Personally I like the quote I've heard Pete Rollins cite "The only church that illuminates is a burning one." I suspect that the more we paid scant disregard for the institution the greater it's chance of survival. Imagine if the Roman Catholic church sold all their buildings, gave compensation to all the sex abuse victims then on top of that gave money to victims from other institutions who had not been properly compensated. This sort of radical move would both destroy and revitalise that denomination all in one go.

Maybe the question denominations need to ask is not how do we survive the membership decline? But, how can we burn and burn most brightly.

When Life Hands You Lemons Trite Sayings Are Infuriating

Sometimes life hands you lemons and you have to make lemonade but some days life hands you a steaming pile of dog poo and matter what clever cooking technique you apply no one will ever eat the dish you serve.

For many of us in the first world a trite saying is almost all we ever need to get over all the little hurdles life throws at us. But sometimes things are just hard and no amount of bootstrap pulling is going solve the problem. This week I felt like I was handed a pile of dog poo and asked to make a three course meal and no amount of "have you tried cooking it with..." is going to help.

Sometimes we need people to be around us and not cook the dog poo. To agree that tonight we all won't eat in solidarity we will suffer together because sometimes that is all you can do.

Sometimes in a world where pursing love, mercy and justice gets you crucified there is nothing you can do but be crucified. Be crucified and trust in resurrection.
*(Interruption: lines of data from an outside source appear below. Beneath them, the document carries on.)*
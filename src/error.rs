// Copyright 2024 FastLabs Developers
//
// Licensed under the Apache License, Version 2.0 (the "License");
// you may not use this file except in compliance with the License.
// You may obtain a copy of the License at
//
//     http://www.apache.org/licenses/LICENSE-2.0
//
// Unless required by applicable law or agreed to in writing, software
// distributed under the License is distributed on an "AS IS" BASIS,
// WITHOUT WARRANTIES OR CONDITIONS OF ANY KIND, either express or implied.
// See the License for the specific language governing permissions and
// limitations under the License.

//! Error types surfaced by configuration validation, catalogue lookup, and
//! combine.

use thiserror::Error;

/// Errors that can be raised while building or driving a [`crate::Crc`]
/// engine.
///
/// Construction failures are reported before any engine state exists: a
/// failed [`Algorithm::validate`](crate::Algorithm::validate) or
/// [`Crc::new`](crate::Crc::new) never leaves a partially built engine
/// observable.
#[derive(Debug, Error, Clone, PartialEq, Eq)]
pub enum CrcError {
    /// `width` was zero or greater than [`crate::MAX_WIDTH`].
    #[error("width out of range: {width} (must be 1..=64)")]
    WidthOutOfRange {
        /// The offending width.
        width: u8,
    },

    /// `poly` was zero or exceeded the `width`-bit mask.
    #[error("poly out of range: {poly:#x} (must be 1..={mask:#x})")]
    PolyOutOfRange {
        /// The offending polynomial.
        poly: u64,
        /// The width-derived mask it was checked against.
        mask: u64,
    },

    /// `init` exceeded the `width`-bit mask.
    #[error("init out of range: {init:#x} (must be 0..={mask:#x})")]
    InitOutOfRange {
        /// The offending initial value.
        init: u64,
        /// The width-derived mask it was checked against.
        mask: u64,
    },

    /// `xorout` exceeded the `width`-bit mask.
    #[error("xorout out of range: {xorout:#x} (must be 0..={mask:#x})")]
    XoroutOutOfRange {
        /// The offending xorout value.
        xorout: u64,
        /// The width-derived mask it was checked against.
        mask: u64,
    },

    /// A catalogue lookup found no entry for the given name.
    #[error("unknown CRC template: {name}")]
    UnknownTemplate {
        /// The name that failed to resolve.
        name: String,
    },

    /// The first operand passed to [`crate::Crc::combine`] exceeded the
    /// algorithm's `width`-bit mask.
    #[error("crc1 out of range: {crc1:#x} (must be 0..={mask:#x})")]
    Crc1OutOfRange {
        /// The offending value.
        crc1: u64,
        /// The width-derived mask it was checked against.
        mask: u64,
    },

    /// The second operand passed to [`crate::Crc::combine`] exceeded the
    /// algorithm's `width`-bit mask.
    #[error("crc2 out of range: {crc2:#x} (must be 0..={mask:#x})")]
    Crc2OutOfRange {
        /// The offending value.
        crc2: u64,
        /// The width-derived mask it was checked against.
        mask: u64,
    },
}

impl CrcError {
    /// True for every variant reporting a numeric field outside its valid
    /// range; false for [`CrcError::UnknownTemplate`], which is a lookup-key
    /// error rather than a range violation.
    pub fn is_range_error(&self) -> bool {
        !matches!(self, CrcError::UnknownTemplate { .. })
    }
}

/// Result type alias for this crate's fallible operations.
pub type Result<T> = std::result::Result<T, CrcError>;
A similar saying is “Whatever doesn't kill you only makes you stronger” I recently heard Monica A Coleman answer this by saying, “sometimes yes but sometimes it makes you a weaker poorer empty shell of who you used to be.” Life can be harsh and it can be cruel and it can be damaging. For those of us in a more privileged background it can be easier to overcome adversity. For others it can be damaging and it is the damaged and the weak (the poor, the widow and the orphans – the phrase often used in scripture) that God calls us to walk alongside of.